Danger map reveals health threat zone

By James Gallagher
Health and science reporter, BBC News website

Image source, EcoHealthAlliance

South America is a hotbed of potential viruses that could be the next major threat to the world's health, according to "danger maps".

The EcoHealth Alliance in New York looked at mammals, the viruses they harbour and how they come into contact with people.

It revealed bats carry more potential threats than other mammals.

The researchers hope the knowledge could be used to prevent the next HIV, Ebola or flu.

Some of the most worrying infections have made the jump from animals to people - the world's largest Ebola outbreak seemed to start in bats, while HIV came from chimpanzees.

Image source, Getty Images
Image caption,
Bats were predicted to have the most "missing" viruses

The researchers' challenge - and it was far from easy - was to predict from where the next could emerge.

They looked at all 586 viruses known to infect 754 species of mammal.
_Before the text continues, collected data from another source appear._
use thiserror::Error;

#[derive(Debug, Error)]
pub enum DaemonError {
    #[error("configuration error: {0}")]
    Config(String),
}
//! Service configuration with TOML file support.

use serde::{Deserialize, Serialize};
use std::path::PathBuf;

use crate::DaemonError;

/// Which storage backend to run against.
#[derive(Clone, Copy, Debug, PartialEq, Eq, Serialize, Deserialize, clap::ValueEnum)]
#[serde(rename_all = "lowercase")]
pub enum StorageBackend {
    /// LMDB records with file-backed photo artifacts.
    Lmdb,
    /// In-memory records with inline photo blobs (simplified path).
    Memory,
}

/// Configuration for the geoproof service.
///
/// Can be loaded from a TOML file via [`ServiceConfig::from_toml_file`] or
/// built programmatically (e.g. for tests). CLI flags and env vars override
/// file values.
#[derive(Clone, Debug, Serialize, Deserialize)]
pub struct ServiceConfig {
    /// Port for the HTTP API.
    #[serde(default = "default_port")]
    pub port: u16,

    /// Data directory for record storage.
    #[serde(default = "default_data_dir")]
    pub data_dir: PathBuf,

    /// Directory for photo artifacts. Defaults to `<data_dir>/uploads`.
    #[serde(default)]
    pub uploads_dir: Option<PathBuf>,

    /// Storage backend.
    #[serde(default = "default_backend")]
    pub backend: StorageBackend,

    /// External URL to forward committed records to, if any.
    #[serde(default)]
    pub webhook_url: Option<String>,

    /// CORS origin to allow; absent or "*" means any.
    #[serde(default)]
    pub allowed_origin: Option<String>,

    /// Deployment environment label ("development", "production", ...).
    #[serde(default = "default_env")]
    pub env: String,

    /// Log level filter: "trace", "debug", "info", "warn", "error".
    #[serde(default = "default_log_level")]
    pub log_level: String,
}

// ── Serde default helpers ──────────────────────────────────────────────

fn default_port() -> u16 {
    3000
}

fn default_data_dir() -> PathBuf {
    PathBuf::from("./geoproof_data")
}

fn default_backend() -> StorageBackend {
    StorageBackend::Lmdb
}

fn default_env() -> String {
    "development".to_string()
}

fn default_log_level() -> String {
    "info".to_string()
}

// ── Impl ───────────────────────────────────────────────────────────────

impl ServiceConfig {
    /// Load configuration from a TOML file.
    pub fn from_toml_file(path: &std::path::Path) -> Result<Self, DaemonError> {
        let content =
            std::fs::read_to_string(path).map_err(|e| DaemonError::Config(e.to_string()))?;
        Self::from_toml_str(&content)
    }

    /// Parse configuration from a TOML string.
    pub fn from_toml_str(s: &str) -> Result<Self, DaemonError> {
        toml::from_str(s).map_err(|e| DaemonError::Config(e.to_string()))
    }

    /// Resolve the effective uploads directory.
    pub fn effective_uploads_dir(&self) -> PathBuf {
        self.uploads_dir
            .clone()
            .unwrap_or_else(|| self.data_dir.join("uploads"))
    }
}

impl Default for ServiceConfig {
    fn default() -> Self {
        Self {
            port: default_port(),
            data_dir: default_data_dir(),
            uploads_dir: None,
            backend: default_backend(),
            webhook_url: None,
            allowed_origin: None,
            env: default_env(),
            log_level: default_log_level(),
        }
    }
}

#[cfg(test)]
mod tests {
    use super::*;

    #[test]
    fn minimal_toml_uses_defaults() {
        let config = ServiceConfig::from_toml_str("").expect("empty toml should use defaults");
        assert_eq!(config.port, 3000);
        assert_eq!(config.backend, StorageBackend::Lmdb);
        assert_eq!(config.env, "development");
        assert_eq!(
            config.effective_uploads_dir(),
            PathBuf::from("./geoproof_data/uploads")
        );
    }

    #[test]
    fn partial_toml_overrides() {
        let toml = r#"
            port = 8080
            backend = "memory"
            webhook_url = "https://hooks.example.com/verify"
        "#;
        let config = ServiceConfig::from_toml_str(toml).expect("should parse");
        assert_eq!(config.port, 8080);
        assert_eq!(config.backend, StorageBackend::Memory);
        assert_eq!(
            config.webhook_url.as_deref(),
            Some("https://hooks.example.com/verify")
        );
        assert_eq!(config.log_level, "info"); // default
    }

    #[test]
    fn explicit_uploads_dir_wins() {
        let toml = r#"uploads_dir = "/var/lib/geoproof/photos""#;
        let config = ServiceConfig::from_toml_str(toml).expect("should parse");
        assert_eq!(
            config.effective_uploads_dir(),
            PathBuf::from("/var/lib/geoproof/photos")
        );
    }

    #[test]
    fn missing_file_returns_config_error() {
        let result = ServiceConfig::from_toml_file(std::path::Path::new("/nonexistent/geoproof.toml"));
        assert!(matches!(result, Err(DaemonError::Config(_))));
    }
}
This included 188 zoonotic infections - those that have infected both humans and other mammals.

But they also knew some species had been studied in incredible detail while others had been practically ignored.
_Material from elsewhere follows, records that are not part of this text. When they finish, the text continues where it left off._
//! LMDB storage backend for the geoproof service.
//!
//! Implements [`geoproof_store::VerificationStore`] using the `heed` LMDB
//! bindings. Records are bincode-encoded values keyed by transaction id;
//! a secondary index keyed by `(created_at, id)` provides newest-first
//! listing. Photo bytes live as uniquely named files under a managed
//! uploads directory next to the database.

pub mod environment;
pub mod error;
pub mod verifications;

pub use environment::LmdbEnvironment;
pub use error::LmdbError;
pub use verifications::LmdbVerificationStore;
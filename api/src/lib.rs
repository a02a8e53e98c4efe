//! HTTP API for the geoproof service.
//!
//! Provides endpoints for:
//! - Verification submission (multipart: coordinates, photo, metadata)
//! - Record retrieval by transaction id
//! - Listing recent verifications
//! - Serving stored photo artifacts
//! - Health check
//!
//! Plus optional fire-and-forget webhook fan-out on successful ingestion.

pub mod error;
pub mod handlers;
pub mod server;
pub mod webhook;

pub use error::ApiError;
pub use server::{ApiServer, AppState};
pub use webhook::Webhook;
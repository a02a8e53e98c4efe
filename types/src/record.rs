//! The persisted verification record.

use serde::{Deserialize, Serialize};

use crate::{PhotoRef, TimestampMillis, TransactionId};

/// One verification submission as persisted by the store.
///
/// Every field except `status` is immutable once written. `status` is a
/// plain string here because the store treats it as opaque; the builder
/// only ever writes values from [`crate::VerificationStatus`].
#[derive(Clone, Debug, PartialEq, Serialize, Deserialize)]
pub struct VerificationRecord {
    /// Store-assigned monotonic row id.
    pub id: u64,
    pub transaction_id: TransactionId,
    pub latitude: f64,
    pub longitude: f64,
    /// GPS accuracy radius in meters, if the client reported one.
    pub accuracy: Option<f64>,
    pub photo: PhotoRef,
    /// Size of the photo artifact in bytes.
    pub photo_size: u64,
    /// Capture time: caller-supplied, or server time when absent.
    pub timestamp: TimestampMillis,
    /// Opaque payment-adjacent metadata; never validated against any ledger.
    pub amount: String,
    pub recipient_name: String,
    pub recipient_upi: String,
    pub note: String,
    pub status: String,
    /// Server-assigned insertion time.
    pub created_at: TimestampMillis,
}

#[cfg(test)]
mod tests {
    use super::*;

    fn sample() -> VerificationRecord {
        VerificationRecord {
            id: 1,
            transaction_id: TransactionId::new("TXN1700000000000ABC123XYZ"),
            latitude: 12.9716,
            longitude: 77.5946,
            accuracy: Some(12.5),
            photo: PhotoRef::File {
                filename: "photo-1700000000000-ABC123XYZ.jpg".into(),
            },
            photo_size: 512_000,
            timestamp: TimestampMillis::new(1_700_000_000_000),
            amount: "0".into(),
            recipient_name: String::new(),
            recipient_upi: String::new(),
            note: String::new(),
            status: "verified".into(),
            created_at: TimestampMillis::new(1_700_000_000_123),
        }
    }

    #[test]
    fn json_round_trip() {
        let record = sample();
        let json = serde_json::to_string(&record).expect("serialize");
        let back: VerificationRecord = serde_json::from_str(&json).expect("deserialize");
        assert_eq!(back, record);
    }
}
So the researchers used the information they did know to fill the gaps in their knowledge and estimate which species were harbouring viruses with the potential to infect people.
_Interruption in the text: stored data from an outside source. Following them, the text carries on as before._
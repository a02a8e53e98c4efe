//! In-memory backend with inline photo blobs.
//!
//! Photo bytes are base64-encoded directly into the record instead of being
//! written to disk. This backend serves the simplified deployment path and
//! doubles as the test store. All state lives behind one `RwLock`, so a
//! write is trivially atomic.

use std::collections::{BTreeMap, HashMap};
use std::sync::RwLock;

use base64::engine::general_purpose::STANDARD as BASE64;
use base64::Engine;

use geoproof_types::{PhotoRef, TimestampMillis, TransactionId, VerificationRecord};

use crate::{NewVerification, StoreError, StoredVerification, VerificationStore};

#[derive(Default)]
struct MemoryInner {
    next_id: u64,
    /// Records keyed by transaction id.
    records: HashMap<String, VerificationRecord>,
    /// `(created_at, id) -> transaction id`, for newest-first listing.
    by_created: BTreeMap<(u64, u64), String>,
}

/// In-memory [`VerificationStore`].
#[derive(Default)]
pub struct MemoryStore {
    inner: RwLock<MemoryInner>,
}

impl MemoryStore {
    pub fn new() -> Self {
        Self::default()
    }
}

impl VerificationStore for MemoryStore {
    fn write(&self, new: NewVerification) -> Result<StoredVerification, StoreError> {
        let mut inner = self
            .inner
            .write()
            .map_err(|e| StoreError::Backend(e.to_string()))?;

        let key = new.transaction_id.as_str().to_string();
        if inner.records.contains_key(&key) {
            return Err(StoreError::Duplicate(key));
        }

        inner.next_id += 1;
        let id = inner.next_id;
        let created_at = TimestampMillis::now();
        let photo = PhotoRef::Inline {
            data: BASE64.encode(&new.photo_bytes),
        };

        let record = VerificationRecord {
            id,
            transaction_id: new.transaction_id.clone(),
            latitude: new.latitude,
            longitude: new.longitude,
            accuracy: new.accuracy,
            photo: photo.clone(),
            photo_size: new.photo_bytes.len() as u64,
            timestamp: new.timestamp,
            amount: new.amount,
            recipient_name: new.recipient_name,
            recipient_upi: new.recipient_upi,
            note: new.note,
            status: new.status.as_str().to_string(),
            created_at,
        };

        inner.by_created.insert((created_at.as_millis(), id), key.clone());
        inner.records.insert(key, record);
        tracing::debug!(id, txn = %new.transaction_id, "stored inline verification");

        Ok(StoredVerification {
            id,
            transaction_id: new.transaction_id,
            photo,
        })
    }

    fn read_one(&self, transaction_id: &TransactionId) -> Result<VerificationRecord, StoreError> {
        let inner = self
            .inner
            .read()
            .map_err(|e| StoreError::Backend(e.to_string()))?;
        inner
            .records
            .get(transaction_id.as_str())
            .cloned()
            .ok_or_else(|| StoreError::NotFound(transaction_id.to_string()))
    }

    fn read_all(&self, limit: usize) -> Result<Vec<VerificationRecord>, StoreError> {
        let inner = self
            .inner
            .read()
            .map_err(|e| StoreError::Backend(e.to_string()))?;
        Ok(inner
            .by_created
            .values()
            .rev()
            .take(limit)
            .filter_map(|key| inner.records.get(key).cloned())
            .collect())
    }

    fn update_status(
        &self,
        transaction_id: &TransactionId,
        status: &str,
    ) -> Result<u64, StoreError> {
        let mut inner = self
            .inner
            .write()
            .map_err(|e| StoreError::Backend(e.to_string()))?;
        match inner.records.get_mut(transaction_id.as_str()) {
            Some(record) => {
                record.status = status.to_string();
                Ok(1)
            }
            None => Ok(0),
        }
    }

    fn read_photo(&self, name: &str) -> Result<Vec<u8>, StoreError> {
        // Inline blobs have no separately addressable artifact.
        Err(StoreError::NotFound(name.to_string()))
    }
}

#[cfg(test)]
mod tests {
    use super::*;
    use geoproof_types::VerificationStatus;

    fn submission(txn: &str, ts: u64) -> NewVerification {
        NewVerification {
            transaction_id: TransactionId::new(txn),
            latitude: 12.9716,
            longitude: 77.5946,
            accuracy: Some(10.0),
            photo_bytes: vec![0xFF, 0xD8, 0xFF],
            photo_extension: "jpg".into(),
            timestamp: TimestampMillis::new(ts),
            amount: "0".into(),
            recipient_name: String::new(),
            recipient_upi: String::new(),
            note: String::new(),
            status: VerificationStatus::Pending,
        }
    }

    #[test]
    fn write_then_read_round_trips() {
        let store = MemoryStore::new();
        let stored = store.write(submission("TXN1AAAAAAAAA", 1000)).unwrap();
        assert_eq!(stored.id, 1);

        let record = store.read_one(&stored.transaction_id).unwrap();
        assert_eq!(record.latitude, 12.9716);
        assert_eq!(record.longitude, 77.5946);
        assert_eq!(record.photo_size, 3);
        assert_eq!(record.timestamp, TimestampMillis::new(1000));
        assert_eq!(record.status, "pending");
        assert!(matches!(record.photo, PhotoRef::Inline { .. }));
    }

    #[test]
    fn repeated_reads_are_identical() {
        let store = MemoryStore::new();
        let stored = store.write(submission("TXN1AAAAAAAAA", 1000)).unwrap();
        let first = store.read_one(&stored.transaction_id).unwrap();
        let second = store.read_one(&stored.transaction_id).unwrap();
        assert_eq!(first, second);
    }

    #[test]
    fn duplicate_transaction_id_rejected() {
        let store = MemoryStore::new();
        store.write(submission("TXN1AAAAAAAAA", 1000)).unwrap();
        let err = store.write(submission("TXN1AAAAAAAAA", 2000)).unwrap_err();
        assert!(matches!(err, StoreError::Duplicate(_)));
        // The failed write must not shadow the original record.
        let record = store
            .read_one(&TransactionId::new("TXN1AAAAAAAAA"))
            .unwrap();
        assert_eq!(record.timestamp, TimestampMillis::new(1000));
    }

    #[test]
    fn read_all_is_newest_first_and_limited() {
        let store = MemoryStore::new();
        store.write(submission("TXN1AAAAAAAAA", 1)).unwrap();
        store.write(submission("TXN2AAAAAAAAA", 2)).unwrap();
        store.write(submission("TXN3AAAAAAAAA", 3)).unwrap();

        let all = store.read_all(10).unwrap();
        assert_eq!(all.len(), 3);
        assert_eq!(all[0].transaction_id.as_str(), "TXN3AAAAAAAAA");
        assert_eq!(all[1].transaction_id.as_str(), "TXN2AAAAAAAAA");
        assert_eq!(all[2].transaction_id.as_str(), "TXN1AAAAAAAAA");

        let limited = store.read_all(2).unwrap();
        assert_eq!(limited.len(), 2);
        assert_eq!(limited[0].transaction_id.as_str(), "TXN3AAAAAAAAA");
    }

    #[test]
    fn update_status_counts_affected_records() {
        let store = MemoryStore::new();
        let stored = store.write(submission("TXN1AAAAAAAAA", 1000)).unwrap();

        assert_eq!(
            store.update_status(&stored.transaction_id, "verified").unwrap(),
            1
        );
        assert_eq!(
            store.read_one(&stored.transaction_id).unwrap().status,
            "verified"
        );

        assert_eq!(
            store
                .update_status(&TransactionId::new("TXNUNKNOWN00"), "verified")
                .unwrap(),
            0
        );
    }

    #[test]
    fn update_status_leaves_immutable_fields_alone() {
        let store = MemoryStore::new();
        let stored = store.write(submission("TXN1AAAAAAAAA", 1000)).unwrap();
        let before = store.read_one(&stored.transaction_id).unwrap();

        store.update_status(&stored.transaction_id, "verified").unwrap();
        let after = store.read_one(&stored.transaction_id).unwrap();

        assert_eq!(after.transaction_id, before.transaction_id);
        assert_eq!(after.latitude, before.latitude);
        assert_eq!(after.longitude, before.longitude);
        assert_eq!(after.photo, before.photo);
        assert_eq!(after.photo_size, before.photo_size);
        assert_eq!(after.timestamp, before.timestamp);
        assert_eq!(after.created_at, before.created_at);
    }

    #[test]
    fn read_one_unknown_id_is_not_found() {
        let store = MemoryStore::new();
        let err = store
            .read_one(&TransactionId::new("TXNMISSING00"))
            .unwrap_err();
        assert!(matches!(err, StoreError::NotFound(_)));
    }

    #[test]
    fn inline_backend_has_no_addressable_photos() {
        let store = MemoryStore::new();
        store.write(submission("TXN1AAAAAAAAA", 1000)).unwrap();
        assert!(matches!(
            store.read_photo("photo-1-ABC.jpg"),
            Err(StoreError::NotFound(_))
        ));
    }
}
The study, published in the journal Nature, predicts 17 zoonotic infections in every species of bat and 10 in every species of primate and rodent.

The team then mapped the ranges of species and the infections they carry to work out where the world's danger zones are.

Image source, EcoHealth Alliance
Image caption,
The risk of viruses coming from bats was global, but concentrated in South America
Image source, EcoHealth Alliance
Image caption,
The threat from primates was in tropical regions

The threat from rodents was again global, but with a concentration in South America.

Dr Kevin Olival, one of the researchers, told the BBC News website: "The missing hotspots are different for different groups of mammals in different parts of the world, but the bat signal overwhelms some of the others.

"But I'm not scared of bats, it's not the bat's fault."

The researchers hope their maps will help the world prepare for the next infection that makes the jump.

Dr Olival added: "Our take-home message is these diseases are emerging because of the human impact on the environment. Our answer is minimise our contact with wildlife, including through hunting and habitat destruction."

James Lloyd-Smith. from the University of California, Los Angeles, said: "Although most pandemics are zoonoses, most zoonoses do not cause pandemics.

"[The] predictions are best used to prioritise research and viral surveillance efforts, not to drive specific policy decisions."

The researchers' next project will look at birds which are another source of zoonotic infections such as avian flu.